This “solution” not only fails to prevent users from repeating the same error, but it creates frustration among the user community. Although the DLP system is there to help protect the users and the data they share, it becomes viewed as an impediment to business. In many cases, user push-back has even forced administrators to turn off data protection polices and simply rely on data monitoring. In monitoring mode, harmful data are not blocked; it is only recorded in logs. Pointing fingers after a data breach does nothing to mitigate the damage a breach can cause.

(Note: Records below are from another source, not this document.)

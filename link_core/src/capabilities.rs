//! # Host Capabilities
//!
//! The share dialog never talks to the operating system directly. Everything
//! with a side effect goes through one of these traits, handed to the
//! components when they are built:
//!
//! - [`Notifier`] - the only user-facing reporting channel (toasts)
//! - [`Clipboard`] - text and image clipboard writes
//! - [`FileSaver`] - writes the rendered QR bitmap to a picked destination
//!
//! All methods take `&self`; implementations that need mutation keep it
//! behind interior mutability. Everything runs on the UI thread, so `Rc`
//! handles are enough.

use std::fmt;
use std::path::{Path, PathBuf};
use std::rc::Rc;

use serde::{Deserialize, Serialize};

use crate::errors::ShareResult;
use crate::qr::Bitmap;

/// How a notification should be presented
#[derive(Debug, Clone, Copy, PartialEq, Eq, Hash, Serialize, Deserialize)]
pub enum Severity {
    Info,
    Success,
    Error,
}

/// A single user notification
#[derive(Debug, Clone, PartialEq, Eq, Serialize, Deserialize)]
pub struct Notice {
    pub title: String,
    pub description: String,
    pub severity: Severity,
}

impl Notice {
    pub fn new(title: impl Into<String>, description: impl Into<String>, severity: Severity) -> Self {
        Notice {
            title: title.into(),
            description: description.into(),
            severity,
        }
    }

    /// Shorthand for a success notice
    pub fn success(title: impl Into<String>, description: impl Into<String>) -> Self {
        Notice::new(title, description, Severity::Success)
    }
}

impl fmt::Display for Notice {
    fn fmt(&self, f: &mut fmt::Formatter<'_>) -> fmt::Result {
        write!(f, "{}: {}", self.title, self.description)
    }
}

/// Reports success and failure to the user
pub trait Notifier {
    fn notify(&self, notice: Notice);
}

/// System clipboard access
pub trait Clipboard {
    /// Place `text` on the clipboard verbatim
    fn write_text(&self, text: &str) -> ShareResult<()>;

    /// Place a raster image on the clipboard.
    ///
    /// Hosts without image clipboard support return
    /// [`ShareError::ClipboardUnsupported`](crate::errors::ShareError::ClipboardUnsupported).
    fn write_image(&self, bitmap: &Bitmap) -> ShareResult<()>;
}

/// Where the user chose to put a download
#[derive(Debug, Clone, PartialEq, Eq)]
pub enum SaveDestination {
    /// Write the bitmap to this path
    Chosen(PathBuf),
    /// The user dismissed the save dialog
    Cancelled,
}

impl From<Option<PathBuf>> for SaveDestination {
    fn from(path: Option<PathBuf>) -> Self {
        path.map_or(SaveDestination::Cancelled, SaveDestination::Chosen)
    }
}

/// Exports a bitmap as an image file.
///
/// Picking the destination is the host's job and may take as long as the
/// user likes, so it happens before this is called, off the update loop.
pub trait FileSaver {
    fn save_as(&self, path: &Path, bitmap: &Bitmap) -> ShareResult<()>;
}

/// Capability handles shared by the modal and its QR panel
#[derive(Clone)]
pub struct Services {
    pub notifier: Rc<dyn Notifier>,
    pub clipboard: Rc<dyn Clipboard>,
    pub saver: Rc<dyn FileSaver>,
}

impl Services {
    pub fn new(
        notifier: Rc<dyn Notifier>,
        clipboard: Rc<dyn Clipboard>,
        saver: Rc<dyn FileSaver>,
    ) -> Self {
        Services {
            notifier,
            clipboard,
            saver,
        }
    }

    /// Forward a notice to the notifier
    pub fn notify(&self, notice: Notice) {
        self.notifier.notify(notice);
    }
}

impl fmt::Debug for Services {
    fn fmt(&self, f: &mut fmt::Formatter<'_>) -> fmt::Result {
        f.debug_struct("Services").finish_non_exhaustive()
    }
}
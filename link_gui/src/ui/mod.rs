//! UI module for the Linkshare GUI
//!
//! # Layers (bottom to top)
//! - `landing` - page with the "Share a Link" button
//! - `share_modal` - backdrop plus the dialog with variant tabs
//! - `qr_panel` - QR card embedded in the dialog
//! - `toasts` - notification stack, always on top

pub mod landing;
pub mod qr_panel;
pub mod share_modal;
pub mod toasts;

A classification tool, however, consistently reminds users of data security policies each time they save a document or send an email. By reminding (or forcing) users to identify the sensitivity of the information, data security remains constantly top of mind. TITUS classification solutions provide policy information to the user, guiding them through their decisions so they apply the proper classification designation. And, by checking the selected classification against the email content and attachments, classification tools can immediately identify possible breaches before the email ever leaves the user’s control.

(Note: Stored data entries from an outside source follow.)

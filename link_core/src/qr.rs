//! # QR Panel
//!
//! Renders the text of one link variant as a QR bitmap and offers download
//! and copy-image actions on the result.
//!
//! Rendering is split in three steps so the host can run the encoder off
//! the event loop:
//!
//! 1. [`QrPanel::render`] issues a [`RenderRequest`] stamped with a fresh
//!    sequence number and moves the panel to `Generating`.
//! 2. [`RenderRequest::run`] does the actual encoding. It owns everything it
//!    needs, so it can run inside an async task.
//! 3. [`QrPanel::complete`] applies the [`RenderOutcome`], but only if it
//!    belongs to the most recent request. Older outcomes are dropped, so the
//!    last `render` call always wins.
//!
//! ```rust
//! use std::rc::Rc;
//! use link_core::qr::{ModuleEncoder, PanelState, QrPanel, QrStyle};
//! # use link_core::capabilities::*;
//! # use link_core::errors::ShareResult;
//! # use link_core::qr::Bitmap;
//! # struct Quiet;
//! # impl Notifier for Quiet { fn notify(&self, _: Notice) {} }
//! # impl Clipboard for Quiet {
//! #     fn write_text(&self, _: &str) -> ShareResult<()> { Ok(()) }
//! #     fn write_image(&self, _: &Bitmap) -> ShareResult<()> { Ok(()) }
//! # }
//! # impl FileSaver for Quiet {
//! #     fn save_as(&self, _: &std::path::Path, _: &Bitmap) -> ShareResult<()> { Ok(()) }
//! # }
//! # let services = Services::new(Rc::new(Quiet), Rc::new(Quiet), Rc::new(Quiet));
//! let mut panel = QrPanel::new(QrStyle::default(), services);
//!
//! let first = panel.render("https://example.com/a");
//! let second = panel.render("https://example.com/b");
//!
//! // The second request finishes first; the first one arrives late.
//! assert!(panel.complete(second.run(&ModuleEncoder)));
//! assert!(!panel.complete(first.run(&ModuleEncoder)));
//! assert!(matches!(panel.state(), PanelState::Ready(_)));
//! ```

use std::fmt;
use std::io::Cursor;

use image::{imageops, ImageFormat, Rgba, RgbaImage};
use qrcode::{EcLevel, QrCode};
use serde::{Deserialize, Serialize};

use crate::capabilities::{Notice, SaveDestination, Services};
use crate::errors::{ShareError, ShareResult};

/// Largest accepted `pixel_width`
pub const MAX_PIXEL_WIDTH: u32 = 4096;

/// Largest accepted quiet zone, in modules
pub const MAX_MARGIN: u32 = 32;

/// Pixels per module when the requested width is too small to fit the code
const FALLBACK_SCALE: u32 = 4;

/// An sRGB color, stored in config files as `#RRGGBB`
#[derive(Debug, Clone, Copy, PartialEq, Eq, Hash, Serialize, Deserialize)]
#[serde(try_from = "String", into = "String")]
pub struct Rgb {
    pub r: u8,
    pub g: u8,
    pub b: u8,
}

impl Rgb {
    pub const BLACK: Rgb = Rgb { r: 0, g: 0, b: 0 };
    pub const WHITE: Rgb = Rgb { r: 255, g: 255, b: 255 };

    pub const fn new(r: u8, g: u8, b: u8) -> Self {
        Rgb { r, g, b }
    }

    /// Parse `#RRGGBB` (the leading `#` is optional)
    pub fn from_hex(hex: &str) -> ShareResult<Self> {
        let digits = hex.strip_prefix('#').unwrap_or(hex);
        let invalid = || ShareError::invalid_config("color", format!("'{}' is not a #RRGGBB color", hex));
        if digits.len() != 6 || !digits.chars().all(|c| c.is_ascii_hexdigit()) {
            return Err(invalid());
        }
        let channel = |i: usize| u8::from_str_radix(&digits[i..i + 2], 16).map_err(|_| invalid());
        Ok(Rgb::new(channel(0)?, channel(2)?, channel(4)?))
    }

    fn to_rgba(self) -> Rgba<u8> {
        Rgba([self.r, self.g, self.b, 255])
    }
}

impl fmt::Display for Rgb {
    fn fmt(&self, f: &mut fmt::Formatter<'_>) -> fmt::Result {
        write!(f, "#{:02X}{:02X}{:02X}", self.r, self.g, self.b)
    }
}

impl TryFrom<String> for Rgb {
    type Error = ShareError;

    fn try_from(value: String) -> Result<Self, Self::Error> {
        Rgb::from_hex(&value)
    }
}

impl From<Rgb> for String {
    fn from(color: Rgb) -> Self {
        color.to_string()
    }
}

/// QR error correction level
#[derive(Debug, Clone, Copy, PartialEq, Eq, Hash, Default, Serialize, Deserialize)]
pub enum ErrorCorrection {
    L,
    #[default]
    M,
    Q,
    H,
}

impl From<ErrorCorrection> for EcLevel {
    fn from(level: ErrorCorrection) -> Self {
        match level {
            ErrorCorrection::L => EcLevel::L,
            ErrorCorrection::M => EcLevel::M,
            ErrorCorrection::Q => EcLevel::Q,
            ErrorCorrection::H => EcLevel::H,
        }
    }
}

/// Fixed visual parameters handed to the encoder
#[derive(Debug, Clone, PartialEq, Eq, Serialize, Deserialize)]
pub struct QrStyle {
    /// Target image width (and height) in pixels
    pub pixel_width: u32,
    /// Quiet zone around the code, in modules
    pub margin: u32,
    pub dark: Rgb,
    pub light: Rgb,
    #[serde(default)]
    pub error_correction: ErrorCorrection,
    /// File name offered by the download action
    #[serde(default = "default_filename")]
    pub filename: String,
}

fn default_filename() -> String {
    "qrcode.png".to_string()
}

impl Default for QrStyle {
    fn default() -> Self {
        QrStyle {
            pixel_width: 200,
            margin: 2,
            dark: Rgb::BLACK,
            light: Rgb::WHITE,
            error_correction: ErrorCorrection::M,
            filename: default_filename(),
        }
    }
}

/// A rendered QR code raster
#[derive(Clone, PartialEq, Eq)]
pub struct Bitmap {
    image: RgbaImage,
}

impl Bitmap {
    pub fn from_image(image: RgbaImage) -> Self {
        Bitmap { image }
    }

    pub fn width(&self) -> u32 {
        self.image.width()
    }

    pub fn height(&self) -> u32 {
        self.image.height()
    }

    /// RGB value at a pixel (alpha is always opaque)
    pub fn pixel(&self, x: u32, y: u32) -> Rgb {
        let [r, g, b, _] = self.image.get_pixel(x, y).0;
        Rgb::new(r, g, b)
    }

    /// Raw RGBA bytes, row-major
    pub fn as_raw(&self) -> &[u8] {
        self.image.as_raw()
    }

    #[cfg(test)]
    pub(crate) fn image(&self) -> &RgbaImage {
        &self.image
    }

    /// Encode as PNG
    pub fn to_png(&self) -> ShareResult<Vec<u8>> {
        let mut bytes = Vec::new();
        self.image
            .write_to(&mut Cursor::new(&mut bytes), ImageFormat::Png)
            .map_err(|e| ShareError::encoding_failure(format!("PNG export failed: {}", e)))?;
        Ok(bytes)
    }
}

impl fmt::Debug for Bitmap {
    fn fmt(&self, f: &mut fmt::Formatter<'_>) -> fmt::Result {
        write!(f, "Bitmap({}x{})", self.width(), self.height())
    }
}

/// Turns text into a QR bitmap
pub trait QrEncoder {
    fn encode(&self, text: &str, style: &QrStyle) -> ShareResult<Bitmap>;
}

/// Default encoder: the `qrcode` crate's image renderer, centred on a
/// `pixel_width` square canvas in the light color
#[derive(Debug, Clone, Copy, Default)]
pub struct ModuleEncoder;

impl QrEncoder for ModuleEncoder {
    fn encode(&self, text: &str, style: &QrStyle) -> ShareResult<Bitmap> {
        if text.is_empty() {
            return Err(ShareError::encoding_failure("No input text"));
        }
        if style.pixel_width > MAX_PIXEL_WIDTH || style.margin > MAX_MARGIN {
            return Err(ShareError::encoding_failure(format!(
                "Image size out of range (width {}px, margin {} modules)",
                style.pixel_width, style.margin
            )));
        }
        let code = QrCode::with_error_correction_level(text.as_bytes(), style.error_correction.into())
            .map_err(|e| ShareError::encoding_failure(e.to_string()))?;
        let modules = u32::try_from(code.width())
            .map_err(|_| ShareError::encoding_failure("QR symbol too large"))?;
        let layout = Layout::fit(modules, style)?;

        let symbol = code
            .render::<Rgba<u8>>()
            .quiet_zone(false)
            .module_dimensions(layout.scale, layout.scale)
            .dark_color(style.dark.to_rgba())
            .light_color(style.light.to_rgba())
            .build();
        let mut canvas = RgbaImage::from_pixel(layout.size, layout.size, style.light.to_rgba());
        imageops::overlay(&mut canvas, &symbol, i64::from(layout.offset), i64::from(layout.offset));
        Ok(Bitmap::from_image(canvas))
    }
}

/// Where the symbol lands on the canvas
#[derive(Debug, Clone, Copy, PartialEq, Eq)]
struct Layout {
    /// Canvas side in pixels
    size: u32,
    /// Pixels per module, always whole
    scale: u32,
    /// Distance from the canvas edge to the first module
    offset: u32,
}

impl Layout {
    /// Largest whole module size that fits `modules` plus the quiet zone in
    /// `pixel_width`. Falls back to `FALLBACK_SCALE` (and a larger canvas)
    /// when not even one pixel per module fits.
    fn fit(modules: u32, style: &QrStyle) -> ShareResult<Layout> {
        let overflow = || ShareError::encoding_failure("QR image dimensions overflow");
        let full = style
            .margin
            .checked_mul(2)
            .and_then(|quiet| quiet.checked_add(modules))
            .ok_or_else(overflow)?;
        let (size, scale) = if full > 0 && style.pixel_width >= full {
            (style.pixel_width, style.pixel_width / full)
        } else {
            (full.checked_mul(FALLBACK_SCALE).ok_or_else(overflow)?, FALLBACK_SCALE)
        };
        let symbol = modules.checked_mul(scale).ok_or_else(overflow)?;
        Ok(Layout {
            size,
            scale,
            offset: (size - symbol) / 2,
        })
    }
}

/// A pending encode job, detached from the panel
#[derive(Debug, Clone)]
pub struct RenderRequest {
    seq: u64,
    text: String,
    style: QrStyle,
}

impl RenderRequest {
    pub fn seq(&self) -> u64 {
        self.seq
    }

    pub fn text(&self) -> &str {
        &self.text
    }

    /// Run the encoder. Pure; safe to call from any task.
    pub fn run(self, encoder: &dyn QrEncoder) -> RenderOutcome {
        let result = encoder.encode(&self.text, &self.style);
        RenderOutcome {
            seq: self.seq,
            text: self.text,
            result,
        }
    }
}

/// Result of a finished [`RenderRequest`]
#[derive(Debug, Clone)]
pub struct RenderOutcome {
    pub seq: u64,
    pub text: String,
    pub result: ShareResult<Bitmap>,
}

/// Panel lifecycle
#[derive(Debug, Clone, Default)]
pub enum PanelState {
    /// Nothing rendered (initially, or after a failed render)
    #[default]
    Idle,
    /// Waiting for the request with this sequence number
    Generating { seq: u64 },
    /// Showing a bitmap
    Ready(Bitmap),
}

/// QR display for a single piece of text
#[derive(Debug)]
pub struct QrPanel {
    style: QrStyle,
    services: Services,
    /// Last sequence number handed out
    issued: u64,
    text: Option<String>,
    state: PanelState,
}

impl QrPanel {
    pub fn new(style: QrStyle, services: Services) -> Self {
        QrPanel {
            style,
            services,
            issued: 0,
            text: None,
            state: PanelState::Idle,
        }
    }

    /// A panel whose sequence numbers continue after `seq`, so outcomes
    /// addressed to an earlier panel can never match this one.
    pub fn starting_after(style: QrStyle, services: Services, seq: u64) -> Self {
        QrPanel {
            issued: seq,
            ..QrPanel::new(style, services)
        }
    }

    /// Sequence number of the most recent render request
    pub fn last_seq(&self) -> u64 {
        self.issued
    }

    pub fn style(&self) -> &QrStyle {
        &self.style
    }

    pub fn state(&self) -> &PanelState {
        &self.state
    }

    /// Text of the most recent render request
    pub fn text(&self) -> Option<&str> {
        self.text.as_deref()
    }

    /// The displayed bitmap, if any
    pub fn bitmap(&self) -> Option<&Bitmap> {
        match &self.state {
            PanelState::Ready(bitmap) => Some(bitmap),
            _ => None,
        }
    }

    pub fn is_generating(&self) -> bool {
        matches!(self.state, PanelState::Generating { .. })
    }

    /// Start rendering `text`, superseding any request still in flight
    pub fn render(&mut self, text: impl Into<String>) -> RenderRequest {
        self.issued += 1;
        let text = text.into();
        log::debug!("QR render #{} requested ({} bytes)", self.issued, text.len());
        self.text = Some(text.clone());
        self.state = PanelState::Generating { seq: self.issued };
        RenderRequest {
            seq: self.issued,
            text,
            style: self.style.clone(),
        }
    }

    /// Apply a finished render. Returns `false` if it was stale and dropped.
    pub fn complete(&mut self, outcome: RenderOutcome) -> bool {
        match self.state {
            PanelState::Generating { seq } if seq == outcome.seq => {}
            _ => {
                log::debug!(
                    "Discarding stale QR render #{} (latest #{})",
                    outcome.seq,
                    self.issued
                );
                return false;
            }
        }

        match outcome.result {
            Ok(bitmap) => {
                log::debug!("QR render #{} ready: {:?}", outcome.seq, bitmap);
                self.state = PanelState::Ready(bitmap);
            }
            Err(err) => {
                log::warn!("QR render #{} failed: {}", outcome.seq, err);
                self.state = PanelState::Idle;
                self.services.notify(err.notice("Failed to generate QR code."));
            }
        }
        true
    }

    /// Render synchronously with `encoder`
    #[cfg(test)]
    pub(crate) fn render_now(&mut self, text: impl Into<String>, encoder: &dyn QrEncoder) -> bool {
        let request = self.render(text);
        self.complete(request.run(encoder))
    }

    /// Start a download: the file name to offer in the save dialog.
    ///
    /// Returns `None` (and does nothing) while there is no bitmap. The host
    /// asks the user for a destination, then hands it to
    /// [`finish_download`](Self::finish_download).
    pub fn download(&self) -> Option<String> {
        if self.bitmap().is_none() {
            log::debug!("Download ignored: no QR bitmap yet");
            return None;
        }
        Some(self.style.filename.clone())
    }

    /// Write the current bitmap to the destination picked for a download
    pub fn finish_download(&self, destination: SaveDestination) {
        let path = match destination {
            SaveDestination::Chosen(path) => path,
            SaveDestination::Cancelled => {
                log::info!("QR download cancelled");
                return;
            }
        };
        let Some(bitmap) = self.bitmap() else {
            log::warn!("QR download to {} dropped: bitmap no longer shown", path.display());
            return;
        };
        match self.services.saver.save_as(&path, bitmap) {
            Ok(()) => {
                log::info!("QR code saved to {}", path.display());
                self.services
                    .notify(Notice::success("Downloaded", "QR code has been downloaded."));
            }
            Err(err) => {
                log::warn!("QR download failed: {}", err);
                self.services.notify(err.notice("Failed to download QR code."));
            }
        }
    }

    /// Put the current bitmap on the clipboard. No-op without one.
    pub fn copy_image(&self) {
        let Some(bitmap) = self.bitmap() else {
            log::debug!("Copy image ignored: no QR bitmap yet");
            return;
        };
        match self.services.clipboard.write_image(bitmap) {
            Ok(()) => self
                .services
                .notify(Notice::success("Copied", "QR code has been copied to clipboard.")),
            Err(err) => {
                log::warn!("QR image copy failed: {}", err);
                self.services.notify(err.notice("Failed to copy QR code."));
            }
        }
    }
}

With classification, the user works with DLP and other security systems to ensure data protection policies are followed and enforced.

REASON 3 | DLP SYSTEMS HAVE TO KNOW THE DATA TO KNOW HOW TO MANAGE IT

To prevent data loss, your DLP technology must know what to block. DLP systems use powerful search algorithms to examine the data residing in, traveling through, and leaving your network. Based on what it finds, DLP systems have several options—from preventing access, to denying copy actions, to encrypting data. But all these useful data governance actions are dependent on how the DLP system identifies the data. Failure of the search algorithm means either failure to enforce the proper security policy or freezing the data until it is manually reviewed.

DLP searches look for key strings of text in the data or in its properties. In some cases, this data can be very specific, such as a Social Security Number (SSN). In other cases, the sensitive data indicators might be a specific string of text unique to your organization. In both cases, the DLP system is still making a guess; configuration of the DLP search algorithms determines how much is caught.

Some PII, such as credit card numbers, do have a precise mathematical formula which can be used by DLP systems for detection. But there are other items, like a SSN, where no validation algorithm exists, and as a result DLP search algorithms must be set to be fairly broad.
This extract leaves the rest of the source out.